David Lockett, co-founder of PACT, said the centre is named after Augustine because she “epitomizes and is reflective of every value that we’ve had as an organization for the last 20 years.”
He said as an organization serving and helping at-risk youth, PACT’s goal is to equalize the playing field to give the underprivileged the resources to live their dreams and to make their own goals.
“One of the vital components and one of the last additions to our model was the idea of getting to the young women early, creating a centre that empowers them, using a total integrated group of programs that work in a holistic way to get to them, to help them turn their lives around, to impassion them to add a spiritual component, in order for them to break that cycle and empower their lives.”

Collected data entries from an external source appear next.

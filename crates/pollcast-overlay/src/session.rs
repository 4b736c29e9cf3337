//! One overlay session over one page.

use std::sync::Arc;

use pollcast_channel::{ChannelConfig, Connector, InboundSink, SocketChannel};
use pollcast_page::{Document, NodeId, PageEvent};
use pollcast_protocol::{OutgoingVote, TallyPayload, VoteKind};
use tokio::sync::{mpsc, RwLock};
use tracing::{debug, info, warn};

use crate::config::OverlayConfig;
use crate::display::ReactiveDisplay;
use crate::error::{Error, Result};
use crate::index::{DomIndex, InputKind, SharedDocument};
use crate::reconcile::{ReconcileReport, Reconciler};
use crate::submit::VoteSubmitter;

/// What [`Overlay::initialize`] found on the page.
#[derive(Debug, Clone, Default, PartialEq, Eq)]
pub struct InitReport {
    /// Question blocks indexed.
    pub questions: usize,
    /// Question blocks skipped for a structural mismatch.
    pub skipped_blocks: usize,
    /// Answer entries given an indicator.
    pub answers: usize,
    /// Inputs with an attached listener.
    pub listeners: usize,
    /// Entries without a selection control.
    pub non_selectable: usize,
    /// Entries whose control is neither radio nor checkbox, or malformed.
    pub unsupported: usize,
}

/// What a page event led to once the document is updated.
#[derive(Debug, Clone, Copy, PartialEq, Eq)]
enum Step {
    Submit(NodeId),
    Affordance(NodeId, VoteKind),
    Toggled,
    Nothing,
}

/// Result of handling one page event.
#[derive(Debug, Clone, PartialEq, Eq)]
pub enum EventOutcome {
    /// A vote was sent.
    Voted(OutgoingVote),
    /// Indicator visibility flipped.
    Toggled,
    /// The event concerns nothing the overlay tracks.
    Ignored,
}

/// The overlay session: owns the index, the channel, and the components
/// built on them.
pub struct Overlay {
    config: OverlayConfig,
    index: Arc<DomIndex>,
    channel: Arc<SocketChannel>,
    reconciler: Reconciler,
    display: Arc<ReactiveDisplay>,
    submitter: Arc<VoteSubmitter>,
    inbound: Option<mpsc::UnboundedReceiver<TallyPayload>>,
}

impl Overlay {
    pub fn new(config: OverlayConfig, document: Document, connector: Arc<dyn Connector>) -> Self {
        let document: SharedDocument = Arc::new(RwLock::new(document));
        let index = Arc::new(DomIndex::new(
            document,
            config.contract.clone(),
            config.variant,
        ));

        let (sink, inbound) = InboundSink::channel();
        let channel = Arc::new(SocketChannel::new(
            ChannelConfig::new(config.endpoint.clone()).with_topic_scoping(config.topic_scoping),
            connector,
            sink,
        ));

        let reconciler = Reconciler::new(Arc::clone(&index), config.variant);
        let display = Arc::new(ReactiveDisplay::new(Arc::clone(&index), config.variant));
        let submitter = Arc::new(VoteSubmitter::new(
            Arc::clone(&index),
            Arc::clone(&channel),
            config.voter.clone(),
        ));

        Self {
            config,
            index,
            channel,
            reconciler,
            display,
            submitter,
            inbound: Some(inbound),
        }
    }

    pub fn config(&self) -> &OverlayConfig {
        &self.config
    }

    pub fn index(&self) -> &Arc<DomIndex> {
        &self.index
    }

    pub fn channel(&self) -> &Arc<SocketChannel> {
        &self.channel
    }

    pub fn display(&self) -> &Arc<ReactiveDisplay> {
        &self.display
    }

    pub fn document(&self) -> &SharedDocument {
        self.index.document()
    }

    /// Index the page: indicators for every answer, digest tags when the
    /// protocol uses them, listeners on every radio and checkbox.
    ///
    /// A broken question block is logged and skipped. Only a page with no
    /// recognizable question listing is an error.
    pub async fn initialize(&self) -> Result<InitReport> {
        let mut report = InitReport::default();
        let mut doc = self.index.document().write().await;
        let stamp = self.config.variant.uses_cached_tags();

        let questions = self.index.enumerate_questions(&doc)?;
        let mut topics = Vec::with_capacity(questions.len());

        for question in &questions {
            let indexed = question
                .digest(&self.index, &doc)
                .and_then(|digest| Ok((digest, self.index.answers_of(&doc, question)?)));
            let (digest, answers) = match indexed {
                Ok(indexed) => indexed,
                Err(e) => {
                    warn!("Skipping question block {}: {}", question.node, e);
                    report.skipped_blocks += 1;
                    continue;
                }
            };
            topics.push(digest);
            report.questions += 1;

            for answer in answers {
                if let Err(e) = self.display.ensure_indicator(&mut doc, answer.node) {
                    warn!("No indicator for answer {}: {}", answer.node, e);
                    continue;
                }
                report.answers += 1;
                self.index.register_answer(answer.node, question.node);

                if stamp {
                    let stamped = self
                        .index
                        .answer_digest(&doc, answer.node)
                        .and_then(|d| self.index.stamp_digest(&mut doc, answer.node, &d));
                    if let Err(e) = stamped {
                        warn!("Answer {} left without digest tag: {}", answer.node, e);
                    }
                }

                match self.index.input_of(&doc, answer.node) {
                    Ok(Some(control)) if control.kind.is_supported() => {
                        self.index.attach_listener(control.node, question.node);
                        report.listeners += 1;
                    }
                    Ok(Some(control)) => {
                        let InputKind::Other(kind) = control.kind else {
                            continue;
                        };
                        warn!("{}", Error::UnsupportedInput(kind));
                        report.unsupported += 1;
                    }
                    Ok(None) => {
                        debug!("Answer {} is not selectable", answer.node);
                        report.non_selectable += 1;
                    }
                    Err(e) => {
                        warn!("Answer {} has no usable input: {}", answer.node, e);
                        report.unsupported += 1;
                    }
                }
            }
        }

        self.channel.set_topics(topics);
        info!(
            "Indexed {} questions ({} skipped), {} answers, {} listeners",
            report.questions, report.skipped_blocks, report.answers, report.listeners
        );
        Ok(report)
    }

    /// Apply an event to the document and return the follow-up work.
    async fn apply_event(&self, event: PageEvent) -> Result<Step> {
        let mut doc = self.index.document().write().await;
        match event {
            PageEvent::InputChanged { node, checked } => {
                doc.set_checked(node, checked)?;
                if self.index.question_for_input(node).is_none() {
                    debug!("Change of untracked input {}", node);
                    return Ok(Step::Nothing);
                }
                Ok(Step::Submit(node))
            }
            PageEvent::Click { node } => {
                if let Some(affordance) = self.display.affordance_at(&doc, node) {
                    return Ok(Step::Affordance(affordance.answer, affordance.kind));
                }
                let region = &self.config.contract.toggle_region_class;
                if doc.closest_with_class(node, region).is_none() {
                    return Ok(Step::Nothing);
                }
                self.display.toggle_visibility(&mut doc)?;
                Ok(Step::Toggled)
            }
            PageEvent::KeyPress { key } if key == self.config.toggle_key => {
                self.display.toggle_visibility(&mut doc)?;
                Ok(Step::Toggled)
            }
            PageEvent::KeyPress { .. } => Ok(Step::Nothing),
        }
    }

    /// Build the vote a step calls for from the page as it is now.
    async fn prepare_vote(&self, step: Step) -> Option<Result<OutgoingVote>> {
        let doc = self.index.document().read().await;
        match step {
            Step::Submit(input) => Some(self.submitter.selection_vote(&doc, input)),
            Step::Affordance(answer, kind) => Some(self.submitter.toggle_vote(&doc, answer, kind)),
            Step::Toggled | Step::Nothing => None,
        }
    }

    async fn vote(&self, step: Step) -> Option<Result<OutgoingVote>> {
        match step {
            Step::Submit(input) => Some(self.submitter.on_selection_changed(input).await),
            Step::Affordance(answer, kind) => Some(self.submitter.on_affordance(answer, kind).await),
            Step::Toggled | Step::Nothing => None,
        }
    }

    /// Handle one page event, waiting for any vote it triggers.
    pub async fn handle_event(&self, event: PageEvent) -> Result<EventOutcome> {
        let step = self.apply_event(event).await?;
        match self.vote(step).await {
            Some(vote) => Ok(EventOutcome::Voted(vote?)),
            None if step == Step::Toggled => Ok(EventOutcome::Toggled),
            None => Ok(EventOutcome::Ignored),
        }
    }

    /// Merge one inbound payload into the counters.
    pub async fn reconcile(&self, payload: &TallyPayload) -> ReconcileReport {
        self.reconciler.apply(payload).await
    }

    /// Drive the session until the page event stream ends.
    ///
    /// Connects right away so tallies show up without waiting for a vote.
    /// Each vote is built when its event is handled and queued to a single
    /// sender task, so votes reach the server in event order even while a
    /// connect is pending. The queue is drained before returning.
    pub async fn run(mut self, mut events: mpsc::Receiver<PageEvent>) -> Result<()> {
        let mut inbound = self
            .inbound
            .take()
            .ok_or_else(|| Error::Config("session is already running".to_string()))?;

        let channel = Arc::clone(&self.channel);
        tokio::spawn(async move {
            if let Err(e) = channel.acquire().await {
                warn!("Initial connect failed: {}", e);
            }
        });

        let display = tokio::spawn(Arc::clone(&self.display).run());

        let (votes, mut queued) = mpsc::unbounded_channel::<OutgoingVote>();
        let submitter = Arc::clone(&self.submitter);
        let sender = tokio::spawn(async move {
            while let Some(vote) = queued.recv().await {
                // Logged by the submitter; later votes still go out.
                let _ = submitter.send(&vote).await;
            }
        });

        loop {
            tokio::select! {
                event = events.recv() => {
                    let Some(event) = event else {
                        info!("Page event stream ended");
                        break;
                    };
                    let step = match self.apply_event(event).await {
                        Ok(step) => step,
                        Err(e) => {
                            warn!("Page event dropped: {}", e);
                            continue;
                        }
                    };
                    match self.prepare_vote(step).await {
                        Some(Ok(vote)) => {
                            if votes.send(vote).is_err() {
                                warn!("Vote sender has stopped");
                            }
                        }
                        Some(Err(e)) => warn!("Vote not built: {}", e),
                        None => {}
                    }
                }
                Some(payload) = inbound.recv() => {
                    self.reconciler.apply(&payload).await;
                }
            }
        }

        drop(votes);
        if let Err(e) = sender.await {
            warn!("Vote sender task failed: {}", e);
        }
        display.abort();
        Ok(())
    }
}
//! Error types for pollcast-page.

use thiserror::Error;

use crate::NodeId;

/// Result type for page operations.
pub type Result<T> = std::result::Result<T, Error>;

/// Errors that can occur when reading or mutating the page tree.
#[derive(Debug, Error)]
pub enum Error {
    /// Id does not name a node of this document.
    #[error("unknown node {0}")]
    UnknownNode(NodeId),

    /// Operation requires an element but the node is text.
    #[error("node {0} is not an element")]
    NotAnElement(NodeId),

    /// Attaching the node would create a cycle or a second parent.
    #[error("invalid tree operation: {0}")]
    InvalidTree(String),

    /// Snapshot JSON could not be decoded.
    #[error("snapshot error: {0}")]
    Snapshot(#[from] serde_json::Error),
}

Lockett said Augustine was involved in the early development of the idea with John Zanini, owner of Dunpar Homes.
He described the former politician as being nothing short of a national treasure, saying that she is “an incredible social advocate and a role model for every woman in Canada, and in the world, and a role model for every man.”
The PACT co-founder said they want to build a school of social change, an international model of best practices that can be shared with other urban areas, and Augustine has agreed to help them do that and to become part of that process to finish the programs and to deliver it to help people to create urban peace around the world.
PACT has been around for 20 years and has a film studio at the centre, and according to Lockett, has probably put over 12,000 or 13,000 kids through its program over those years.
“We’ve been constantly improving it and making it better and looking at what are the core needs in the community, and ultimately what do we need to do to do our best. It’s not good enough in our society just to deliver programs, we have an innate responsibility to make them remarkable to give them an equal playing field so they can live their dreams and they can reach their goals.”
He said the new program is an at-risk model for high schools and agencies, particularly geared to the needs of young women. Lockett said, in total, the organization will run 15 programs out of the new centre and adjoining PACT studios.
Speaking about Zanini, Augustine said, “John is just an amazing man, who really believes that we have to give back to community and he’s been a business man in the area and this is his effort at giving back to community.”
Janet Bailey, an actor who has been working with youth for the past four years, will be teaching a drama course at the facility.
“It has been re-inspiring to work with the children,” said Bailey, who has been in television and film for a long time but needed to be reinvigorated.
Having worked with students in various schools, she said “children have this thing about truth that brings you right back to what its really all about. That re-inspires the work and all the different things that you watch them derive, the tools that they can derive from drama: communication, team work, responsibility, history — they step into the lives of other people and by that way gain an understanding of empathy.”
She is excited about the prospects of working with the young women at the centre.
The Jean Augustine Centre for Young Women’s Empowerment is an initiative by the PACT Urban Peace Program and was made possible by the generosity of PACT supporters and community leaders, including Zanini, who provided the building and the basic funding for the centre.
Also speaking at the event were city councillor, Mark Grimes, and Justin Di Ciano, PACT social entrepreneur. Alicia Kay-Markson of CTV News Toronto was the master of ceremonies.
Among those in attendance were the consuls general of St. Kitts-Nevis, John Allen, and C.J. Augustine-Kanu of Grenada; actor Lyriq Bent, who stars in the Clement Virgo and Damon D’Oliveira film, Book of Negroes, based on Lawrence Hill’s bestselling novel, The Book of Negroes; and Hill Harper, actor in the USA Network Television drama series, Covert Action.